[[ Extracted data, beginning ]]

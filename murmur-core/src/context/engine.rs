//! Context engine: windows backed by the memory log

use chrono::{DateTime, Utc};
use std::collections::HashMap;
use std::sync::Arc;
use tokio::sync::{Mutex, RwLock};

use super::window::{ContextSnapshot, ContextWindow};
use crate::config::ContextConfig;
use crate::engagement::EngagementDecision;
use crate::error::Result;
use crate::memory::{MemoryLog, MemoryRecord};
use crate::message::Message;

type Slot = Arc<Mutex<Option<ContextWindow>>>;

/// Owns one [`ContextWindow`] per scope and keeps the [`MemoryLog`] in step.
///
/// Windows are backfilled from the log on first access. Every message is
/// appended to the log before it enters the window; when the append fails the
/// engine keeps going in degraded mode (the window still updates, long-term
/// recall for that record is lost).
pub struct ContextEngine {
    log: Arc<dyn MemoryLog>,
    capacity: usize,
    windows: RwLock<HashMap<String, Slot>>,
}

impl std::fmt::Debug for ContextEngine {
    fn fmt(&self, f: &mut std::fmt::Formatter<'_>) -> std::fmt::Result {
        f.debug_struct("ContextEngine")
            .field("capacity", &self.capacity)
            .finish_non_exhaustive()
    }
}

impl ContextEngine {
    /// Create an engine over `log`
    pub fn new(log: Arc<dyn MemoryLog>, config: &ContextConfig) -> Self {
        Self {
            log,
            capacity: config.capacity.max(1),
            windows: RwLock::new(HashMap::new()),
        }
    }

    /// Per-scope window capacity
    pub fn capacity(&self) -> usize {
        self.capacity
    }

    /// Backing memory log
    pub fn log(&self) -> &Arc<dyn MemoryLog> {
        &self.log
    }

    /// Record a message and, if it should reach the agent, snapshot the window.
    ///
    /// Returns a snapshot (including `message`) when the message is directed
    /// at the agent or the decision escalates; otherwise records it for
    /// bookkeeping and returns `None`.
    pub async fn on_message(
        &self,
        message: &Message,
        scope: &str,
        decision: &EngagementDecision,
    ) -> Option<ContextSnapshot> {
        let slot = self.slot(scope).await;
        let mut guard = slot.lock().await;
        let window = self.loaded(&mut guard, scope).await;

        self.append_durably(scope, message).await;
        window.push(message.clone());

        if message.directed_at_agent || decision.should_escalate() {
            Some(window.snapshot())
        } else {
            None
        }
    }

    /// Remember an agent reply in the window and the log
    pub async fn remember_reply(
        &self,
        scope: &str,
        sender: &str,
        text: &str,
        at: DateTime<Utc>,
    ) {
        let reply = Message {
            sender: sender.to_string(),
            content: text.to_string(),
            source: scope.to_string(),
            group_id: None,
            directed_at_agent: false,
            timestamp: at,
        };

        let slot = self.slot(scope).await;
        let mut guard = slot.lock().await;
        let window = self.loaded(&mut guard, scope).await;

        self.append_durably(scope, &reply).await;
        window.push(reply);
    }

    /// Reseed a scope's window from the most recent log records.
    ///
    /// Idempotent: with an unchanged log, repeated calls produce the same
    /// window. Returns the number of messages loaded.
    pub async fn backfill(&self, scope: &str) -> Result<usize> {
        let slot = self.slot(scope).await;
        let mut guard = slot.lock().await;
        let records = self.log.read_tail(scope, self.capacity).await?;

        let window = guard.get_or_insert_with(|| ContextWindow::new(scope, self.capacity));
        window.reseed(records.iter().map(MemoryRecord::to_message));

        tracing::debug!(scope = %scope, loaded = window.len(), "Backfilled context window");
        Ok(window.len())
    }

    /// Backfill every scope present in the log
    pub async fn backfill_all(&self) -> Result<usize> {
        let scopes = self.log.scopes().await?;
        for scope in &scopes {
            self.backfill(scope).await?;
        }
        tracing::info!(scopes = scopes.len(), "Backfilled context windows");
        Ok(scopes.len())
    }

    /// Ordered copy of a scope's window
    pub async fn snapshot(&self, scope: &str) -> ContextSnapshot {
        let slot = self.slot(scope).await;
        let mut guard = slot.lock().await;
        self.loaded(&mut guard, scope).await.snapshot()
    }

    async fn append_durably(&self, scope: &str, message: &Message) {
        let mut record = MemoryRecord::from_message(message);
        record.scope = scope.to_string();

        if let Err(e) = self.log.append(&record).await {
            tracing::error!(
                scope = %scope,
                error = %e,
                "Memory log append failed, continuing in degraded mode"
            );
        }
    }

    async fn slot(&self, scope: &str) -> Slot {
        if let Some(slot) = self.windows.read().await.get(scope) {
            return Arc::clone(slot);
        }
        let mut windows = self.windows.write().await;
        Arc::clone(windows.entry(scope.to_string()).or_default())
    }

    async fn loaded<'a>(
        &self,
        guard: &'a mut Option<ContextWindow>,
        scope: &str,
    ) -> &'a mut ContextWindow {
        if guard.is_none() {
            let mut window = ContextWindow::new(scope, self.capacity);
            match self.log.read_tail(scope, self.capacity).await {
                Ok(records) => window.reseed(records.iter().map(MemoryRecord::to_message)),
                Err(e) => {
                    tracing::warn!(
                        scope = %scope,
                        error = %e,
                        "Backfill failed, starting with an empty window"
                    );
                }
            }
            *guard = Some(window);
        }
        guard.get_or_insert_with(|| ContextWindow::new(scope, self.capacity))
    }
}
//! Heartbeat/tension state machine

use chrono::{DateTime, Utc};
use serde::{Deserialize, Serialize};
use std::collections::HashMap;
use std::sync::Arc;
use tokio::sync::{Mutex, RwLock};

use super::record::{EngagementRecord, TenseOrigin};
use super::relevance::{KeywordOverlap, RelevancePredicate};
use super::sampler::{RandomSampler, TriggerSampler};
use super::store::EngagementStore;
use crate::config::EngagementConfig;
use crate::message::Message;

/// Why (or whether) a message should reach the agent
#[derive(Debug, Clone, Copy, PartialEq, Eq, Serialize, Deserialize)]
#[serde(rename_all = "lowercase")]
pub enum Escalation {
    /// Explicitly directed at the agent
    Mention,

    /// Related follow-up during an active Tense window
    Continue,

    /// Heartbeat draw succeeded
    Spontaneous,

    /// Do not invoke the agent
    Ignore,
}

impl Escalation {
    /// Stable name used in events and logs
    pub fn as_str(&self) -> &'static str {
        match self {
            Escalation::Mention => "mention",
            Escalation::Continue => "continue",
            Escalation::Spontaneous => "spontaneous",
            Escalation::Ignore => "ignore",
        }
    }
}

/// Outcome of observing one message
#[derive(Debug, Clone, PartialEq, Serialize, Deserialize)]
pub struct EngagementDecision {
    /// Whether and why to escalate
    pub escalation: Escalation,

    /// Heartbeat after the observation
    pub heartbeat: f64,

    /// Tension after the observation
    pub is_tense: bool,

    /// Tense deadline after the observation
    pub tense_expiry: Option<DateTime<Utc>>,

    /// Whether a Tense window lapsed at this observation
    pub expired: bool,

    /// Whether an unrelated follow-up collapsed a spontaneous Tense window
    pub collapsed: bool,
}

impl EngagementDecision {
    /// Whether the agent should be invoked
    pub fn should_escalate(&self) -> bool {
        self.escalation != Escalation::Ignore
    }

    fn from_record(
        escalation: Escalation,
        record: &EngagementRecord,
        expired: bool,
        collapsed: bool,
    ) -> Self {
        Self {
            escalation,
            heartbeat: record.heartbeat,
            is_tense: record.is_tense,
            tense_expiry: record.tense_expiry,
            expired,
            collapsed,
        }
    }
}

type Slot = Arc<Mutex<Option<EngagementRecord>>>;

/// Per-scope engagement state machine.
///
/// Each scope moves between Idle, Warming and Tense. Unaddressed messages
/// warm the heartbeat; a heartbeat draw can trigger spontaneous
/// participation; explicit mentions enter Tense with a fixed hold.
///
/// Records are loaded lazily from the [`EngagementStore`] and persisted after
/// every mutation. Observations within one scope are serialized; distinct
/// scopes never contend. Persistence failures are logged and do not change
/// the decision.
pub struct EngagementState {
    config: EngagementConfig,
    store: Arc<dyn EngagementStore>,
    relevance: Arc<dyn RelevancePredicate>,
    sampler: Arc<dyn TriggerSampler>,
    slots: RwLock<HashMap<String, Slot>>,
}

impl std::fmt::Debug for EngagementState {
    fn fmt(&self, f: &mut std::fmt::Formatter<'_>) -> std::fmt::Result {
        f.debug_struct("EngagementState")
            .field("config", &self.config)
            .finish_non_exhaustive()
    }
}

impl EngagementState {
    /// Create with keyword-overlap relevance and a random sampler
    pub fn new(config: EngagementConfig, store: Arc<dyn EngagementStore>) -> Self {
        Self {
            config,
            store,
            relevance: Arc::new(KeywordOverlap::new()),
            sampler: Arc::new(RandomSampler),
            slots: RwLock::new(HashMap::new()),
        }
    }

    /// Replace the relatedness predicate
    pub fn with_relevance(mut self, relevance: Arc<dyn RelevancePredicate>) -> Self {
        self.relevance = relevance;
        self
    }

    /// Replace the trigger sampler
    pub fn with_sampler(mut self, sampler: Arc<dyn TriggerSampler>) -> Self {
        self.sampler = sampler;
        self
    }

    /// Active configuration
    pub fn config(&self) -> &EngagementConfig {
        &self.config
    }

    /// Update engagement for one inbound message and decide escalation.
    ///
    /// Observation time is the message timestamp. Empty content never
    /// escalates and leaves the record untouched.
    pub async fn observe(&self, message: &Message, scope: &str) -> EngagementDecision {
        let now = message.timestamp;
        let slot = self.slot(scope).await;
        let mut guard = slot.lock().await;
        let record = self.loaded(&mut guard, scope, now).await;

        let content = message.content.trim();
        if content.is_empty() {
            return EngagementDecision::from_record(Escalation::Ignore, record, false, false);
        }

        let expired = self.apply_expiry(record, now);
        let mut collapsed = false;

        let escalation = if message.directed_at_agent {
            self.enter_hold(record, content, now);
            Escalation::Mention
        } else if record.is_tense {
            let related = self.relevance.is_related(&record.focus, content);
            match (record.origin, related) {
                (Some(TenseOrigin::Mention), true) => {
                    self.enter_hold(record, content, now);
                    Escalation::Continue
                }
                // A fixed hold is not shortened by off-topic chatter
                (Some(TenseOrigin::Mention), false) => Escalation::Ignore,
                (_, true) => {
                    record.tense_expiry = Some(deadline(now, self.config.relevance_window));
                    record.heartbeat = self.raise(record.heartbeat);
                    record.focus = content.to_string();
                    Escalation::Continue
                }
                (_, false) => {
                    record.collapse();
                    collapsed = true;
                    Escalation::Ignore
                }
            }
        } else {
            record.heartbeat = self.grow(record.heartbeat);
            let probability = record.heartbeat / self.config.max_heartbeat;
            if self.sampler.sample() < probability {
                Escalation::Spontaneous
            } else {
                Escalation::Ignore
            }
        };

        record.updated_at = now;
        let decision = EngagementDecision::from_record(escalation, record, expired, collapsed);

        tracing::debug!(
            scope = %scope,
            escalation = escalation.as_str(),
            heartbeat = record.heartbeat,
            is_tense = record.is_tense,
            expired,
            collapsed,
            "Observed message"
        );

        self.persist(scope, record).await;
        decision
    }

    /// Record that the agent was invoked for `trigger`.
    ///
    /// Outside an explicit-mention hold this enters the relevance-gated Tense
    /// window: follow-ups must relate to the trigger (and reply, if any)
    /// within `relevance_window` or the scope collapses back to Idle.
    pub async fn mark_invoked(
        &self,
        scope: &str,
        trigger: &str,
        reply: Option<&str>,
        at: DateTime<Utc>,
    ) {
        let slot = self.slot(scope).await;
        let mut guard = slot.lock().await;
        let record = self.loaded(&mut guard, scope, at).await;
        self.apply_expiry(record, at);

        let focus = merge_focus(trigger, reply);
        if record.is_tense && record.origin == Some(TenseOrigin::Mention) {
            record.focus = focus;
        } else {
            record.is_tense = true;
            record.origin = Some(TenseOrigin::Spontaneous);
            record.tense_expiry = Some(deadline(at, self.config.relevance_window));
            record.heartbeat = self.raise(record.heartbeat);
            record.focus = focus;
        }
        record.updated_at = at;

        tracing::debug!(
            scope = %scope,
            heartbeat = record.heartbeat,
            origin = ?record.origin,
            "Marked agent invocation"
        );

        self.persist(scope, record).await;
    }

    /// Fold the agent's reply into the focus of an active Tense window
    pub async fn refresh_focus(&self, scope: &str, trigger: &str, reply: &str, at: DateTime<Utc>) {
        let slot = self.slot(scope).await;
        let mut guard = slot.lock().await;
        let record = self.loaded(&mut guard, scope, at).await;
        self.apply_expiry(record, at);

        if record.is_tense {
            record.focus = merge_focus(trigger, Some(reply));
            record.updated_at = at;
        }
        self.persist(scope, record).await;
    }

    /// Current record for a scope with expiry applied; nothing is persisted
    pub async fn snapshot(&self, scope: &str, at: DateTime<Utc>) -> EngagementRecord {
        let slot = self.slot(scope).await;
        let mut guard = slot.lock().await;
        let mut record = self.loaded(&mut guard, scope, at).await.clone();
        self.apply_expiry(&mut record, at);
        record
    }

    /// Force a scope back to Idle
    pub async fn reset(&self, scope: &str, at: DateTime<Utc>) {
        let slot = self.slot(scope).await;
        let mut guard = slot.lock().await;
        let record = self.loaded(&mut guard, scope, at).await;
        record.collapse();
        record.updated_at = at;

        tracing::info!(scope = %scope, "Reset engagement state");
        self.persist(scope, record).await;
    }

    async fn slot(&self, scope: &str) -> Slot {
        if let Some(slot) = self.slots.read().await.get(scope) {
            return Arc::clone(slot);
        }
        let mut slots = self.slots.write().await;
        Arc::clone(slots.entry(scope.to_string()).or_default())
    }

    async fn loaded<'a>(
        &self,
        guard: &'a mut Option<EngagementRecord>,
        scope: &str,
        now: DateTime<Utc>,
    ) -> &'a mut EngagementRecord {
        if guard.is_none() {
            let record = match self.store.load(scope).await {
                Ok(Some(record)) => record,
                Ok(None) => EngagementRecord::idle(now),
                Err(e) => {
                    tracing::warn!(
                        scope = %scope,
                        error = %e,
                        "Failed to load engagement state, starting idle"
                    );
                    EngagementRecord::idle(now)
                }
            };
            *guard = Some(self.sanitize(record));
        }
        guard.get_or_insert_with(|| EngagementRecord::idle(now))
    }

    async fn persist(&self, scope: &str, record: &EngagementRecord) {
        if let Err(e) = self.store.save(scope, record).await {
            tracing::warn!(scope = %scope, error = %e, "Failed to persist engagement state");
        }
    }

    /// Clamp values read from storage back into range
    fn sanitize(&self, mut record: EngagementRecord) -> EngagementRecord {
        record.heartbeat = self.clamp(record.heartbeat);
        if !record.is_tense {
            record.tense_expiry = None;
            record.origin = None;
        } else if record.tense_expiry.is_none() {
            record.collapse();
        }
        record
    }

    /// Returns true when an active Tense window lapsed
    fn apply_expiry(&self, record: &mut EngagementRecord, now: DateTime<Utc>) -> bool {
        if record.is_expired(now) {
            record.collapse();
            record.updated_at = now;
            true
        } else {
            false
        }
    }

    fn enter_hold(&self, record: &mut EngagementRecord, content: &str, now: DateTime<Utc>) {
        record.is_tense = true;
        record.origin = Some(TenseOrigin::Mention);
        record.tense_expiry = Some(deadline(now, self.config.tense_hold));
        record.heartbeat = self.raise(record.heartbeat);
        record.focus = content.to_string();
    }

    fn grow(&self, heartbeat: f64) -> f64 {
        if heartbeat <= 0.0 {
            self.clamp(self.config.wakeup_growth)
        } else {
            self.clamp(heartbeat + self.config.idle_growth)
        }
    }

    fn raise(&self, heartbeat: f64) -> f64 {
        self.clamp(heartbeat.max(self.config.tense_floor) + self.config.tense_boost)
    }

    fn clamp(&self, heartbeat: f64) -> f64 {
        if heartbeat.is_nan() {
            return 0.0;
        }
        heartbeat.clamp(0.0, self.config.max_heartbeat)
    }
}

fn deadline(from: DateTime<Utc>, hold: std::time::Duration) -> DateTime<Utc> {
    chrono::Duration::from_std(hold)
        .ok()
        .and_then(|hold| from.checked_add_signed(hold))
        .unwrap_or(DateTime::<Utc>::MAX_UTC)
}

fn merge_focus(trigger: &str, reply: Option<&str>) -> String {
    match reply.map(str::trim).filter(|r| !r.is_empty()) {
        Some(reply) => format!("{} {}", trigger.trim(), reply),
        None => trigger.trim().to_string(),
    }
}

[[ Extracted data, end ]]

** What the task asks **
Every line from the line containing "let escalation = if" through the line containing "(Some(TenseOrigin::Mention), true) =>" in the records above must be retyped exactly. Leave out the rest.

** Finished task **
        let escalation = if message.directed_at_agent {
            self.enter_hold(record, content, now);
            Escalation::Mention
        } else if record.is_tense {
            let related = self.relevance.is_related(&record.focus, content);
            match (record.origin, related) {
                (Some(TenseOrigin::Mention), true) => {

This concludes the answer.